Among 7036 enrolled patients across 121 hospitals, 1506 who underwent surgical hematoma evacuation were included. Patients were categorized by time from hospital arrival to achieving target BP (≤2 hours vs >2 hours). Adjusted analyses accounted for age, sex, treatment type, and admission Glasgow Coma Scale.
Six-month mortality was not significantly different between groups (adjusted hazard ratio [HR], 0.81; 95% CI, 0.63–1.04; P=0.09). Early BP achievement was associated with lower odds of death or disability (adjusted odds ratio [OR], 0.71; 95% CI, 0.56–0.90; P=0.01) and a favorable shift in modified Rankin Scale scores (adjusted common OR, 0.73; 95% CI, 0.60–0.89; P<0.01).

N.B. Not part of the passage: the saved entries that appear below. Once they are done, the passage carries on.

//! Table of live games and the command entry points into them
//!
//! The registry is plain synchronous state. [`crate::coordinator`] wraps it
//! in the process-wide lock; everything here assumes that lock is held.

use crate::error::{GameError, InvariantViolation};
use crate::game::Session;
use crate::mailbox::Mailbox;
use log::{debug, info};
use rand::rngs::StdRng;
use rand::{Rng, SeedableRng};
use shared::{ClientCommand, ServerEvent};
use std::collections::HashMap;

/// Uppercase letters without the easily confused I and O
pub const CODE_ALPHABET: &[u8] = b"ABCDEFGHJKLMNPQRSTUVWXYZ";

/// The game a connection has joined, under which name
#[derive(Debug, Clone, PartialEq, Eq, Hash)]
pub struct Seat {
    pub code: String,
    pub name: String,
}

/// Random game codes of a fixed length
#[derive(Debug, Clone, Copy)]
pub struct CodeGenerator {
    length: usize,
}

impl CodeGenerator {
    pub fn new(length: usize) -> Self {
        Self { length }
    }

    pub fn length(&self) -> usize {
        self.length
    }

    /// Number of distinct codes, saturating at `usize::MAX`
    pub fn capacity(&self) -> usize {
        let length = u32::try_from(self.length).unwrap_or(u32::MAX);
        CODE_ALPHABET.len().saturating_pow(length)
    }

    pub fn generate<R: Rng + ?Sized>(&self, rng: &mut R) -> String {
        (0..self.length)
            .map(|_| CODE_ALPHABET[rng.gen_range(0..CODE_ALPHABET.len())] as char)
            .collect()
    }
}

#[derive(Debug)]
pub struct Registry {
    sessions: HashMap<String, Session>,
    codes: CodeGenerator,
    max_games: usize,
    rng: StdRng,
}

impl Registry {
    /// Creates an empty registry. Without a seed the RNG comes from entropy.
    pub fn new(max_games: usize, code_length: usize, seed: Option<u64>) -> Self {
        let rng = match seed {
            Some(seed) => StdRng::seed_from_u64(seed),
            None => StdRng::from_entropy(),
        };

        Self {
            sessions: HashMap::new(),
            codes: CodeGenerator::new(code_length),
            max_games,
            rng,
        }
    }

    pub fn len(&self) -> usize {
        self.sessions.len()
    }

    pub fn is_empty(&self) -> bool {
        self.sessions.is_empty()
    }

    pub fn max_games(&self) -> usize {
        self.max_games
    }

    pub fn session(&self, code: &str) -> Option<&Session> {
        self.sessions.get(code)
    }

    pub fn create(&mut self, code: &str) -> Result<&mut Session, GameError> {
        if self.sessions.contains_key(code) {
            return Err(GameError::CodeCollision(code.to_string()));
        }
        info!("Created game {}", code);
        Ok(self
            .sessions
            .entry(code.to_string())
            .or_insert_with(|| Session::new(code)))
    }

    pub fn lookup(&mut self, code: &str) -> Result<&mut Session, GameError> {
        self.sessions
            .get_mut(code)
            .ok_or_else(|| GameError::NoSuchGame(code.to_string()))
    }

    pub fn delete(&mut self, code: &str) -> Option<Session> {
        let session = self.sessions.remove(code);
        if session.is_some() {
            info!("Deleted game {} ({} games left)", code, self.sessions.len());
        }
        session
    }

    /// A code no live game uses
    fn fresh_code(&mut self) -> Result<String, GameError> {
        if self.sessions.len() >= self.max_games {
            return Err(GameError::TooManyGames);
        }
        loop {
            let code = self.codes.generate(&mut self.rng);
            if !self.sessions.contains_key(&code) {
                return Ok(code);
            }
        }
    }

    /// Opens a game with `name` as its creator and seeker
    pub fn new_game(&mut self, name: &str, mailbox: &Mailbox) -> Result<Seat, GameError> {
        let code = self.fresh_code()?;
        self.create(&code)?;

        let Some(session) = self.sessions.get_mut(&code) else {
            return Err(GameError::NoSuchGame(code));
        };
        let identity = match session.admit(name, mailbox.clone(), &mut self.rng) {
            Ok(identity) => identity,
            Err(err) => {
                self.delete(&code);
                return Err(err);
            }
        };

        mailbox.deliver(ServerEvent::GameInitialized {
            code: code.clone(),
            identity,
            name: name.to_string(),
        });
        Ok(Seat {
            code,
            name: name.to_string(),
        })
    }

    /// Seats `name` in an existing game
    pub fn join(&mut self, code: &str, name: &str, mailbox: &Mailbox) -> Result<Seat, GameError> {
        let session = self
            .sessions
            .get_mut(code)
            .ok_or_else(|| GameError::NoSuchGame(code.to_string()))?;

        session.admit(name, mailbox.clone(), &mut self.rng)?;
        session.announce_join(name);

        Ok(Seat {
            code: code.to_string(),
            name: name.to_string(),
        })
    }

    /// Runs an in-session command for the player in `seat`.
    ///
    /// Commands for vanished seats, and moves onto cells the player can't
    /// use, are dropped.
    pub fn dispatch(
        &mut self,
        seat: &Seat,
        command: ClientCommand,
    ) -> Result<(), InvariantViolation> {
        let Some(session) = self.sessions.get_mut(&seat.code) else {
            debug!("Dropping {:?} for vanished game {}", command.tag(), seat.code);
            return Ok(());
        };
        if session.player(&seat.name).is_none() {
            debug!(
                "Dropping {:?} for unknown player {}/{}",
                command.tag(),
                seat.code,
                seat.name
            );
            return Ok(());
        }

        match command {
            ClientCommand::MoveTo { row, col } => {
                if session.can_move(&seat.name, row, col) {
                    session.move_to(&seat.name, row, col);
                } else {
                    debug!(
                        "Dropping move of {}/{} to ({}, {})",
                        seat.code, seat.name, row, col
                    );
                }
            }
            ClientCommand::ReadyToGo => session.ready_to_go(&seat.name),
            ClientCommand::ReadyForNextSetup => {
                session.ready_for_next_setup(&seat.name, &mut self.rng)?
            }
            ClientCommand::Start => {
                session.start(&mut self.rng)?;
            }
            ClientCommand::Join { .. } | ClientCommand::NewGame { .. } => {
                debug!("{}/{} already has a seat", seat.code, seat.name);
            }
        }

        session.check_invariants()
    }

    /// Removes the player in `seat`, dropping the game once it is empty
    pub fn disconnect(&mut self, seat: &Seat) -> Result<(), InvariantViolation> {
        let Some(session) = self.sessions.get_mut(&seat.code) else {
            return Ok(());
        };
        session.depart(&seat.name);

        if session.is_empty() {
            self.delete(&seat.code);
            return Ok(());
        }
        session.check_invariants()
    }
}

Early BP control was also associated with fewer serious adverse events (adjusted OR, 0.73; 95% CI, 0.57–0.94; P=0.02). Health-related quality-of-life outcomes favored the early group across EuroQol 5-Dimension 3-Level (EQ-5D-3L) domains, including mobility (OR, 0.76; 95% CI, 0.60–0.97; P=0.03), pain/discomfort (OR, 0.72; 95% CI, 0.54–0.95; P=0.02), and usual activities (OR, 0.79; 95% CI, 0.62–1.00; P=0.05), along with higher visual analog scale scores (mean difference, 0.08; 95% CI, 0.002–0.17; P=0.04) and health utility index (mean difference, 0.05; 95% CI, 0.02–0.09; P<0.01).
These findings indicate that earlier achievement of target BP was associated with improved functional and quality-of-life outcomes and fewer adverse events, without a significant difference in mortality. The results support further evaluation of early perioperative BP control in prospective studies.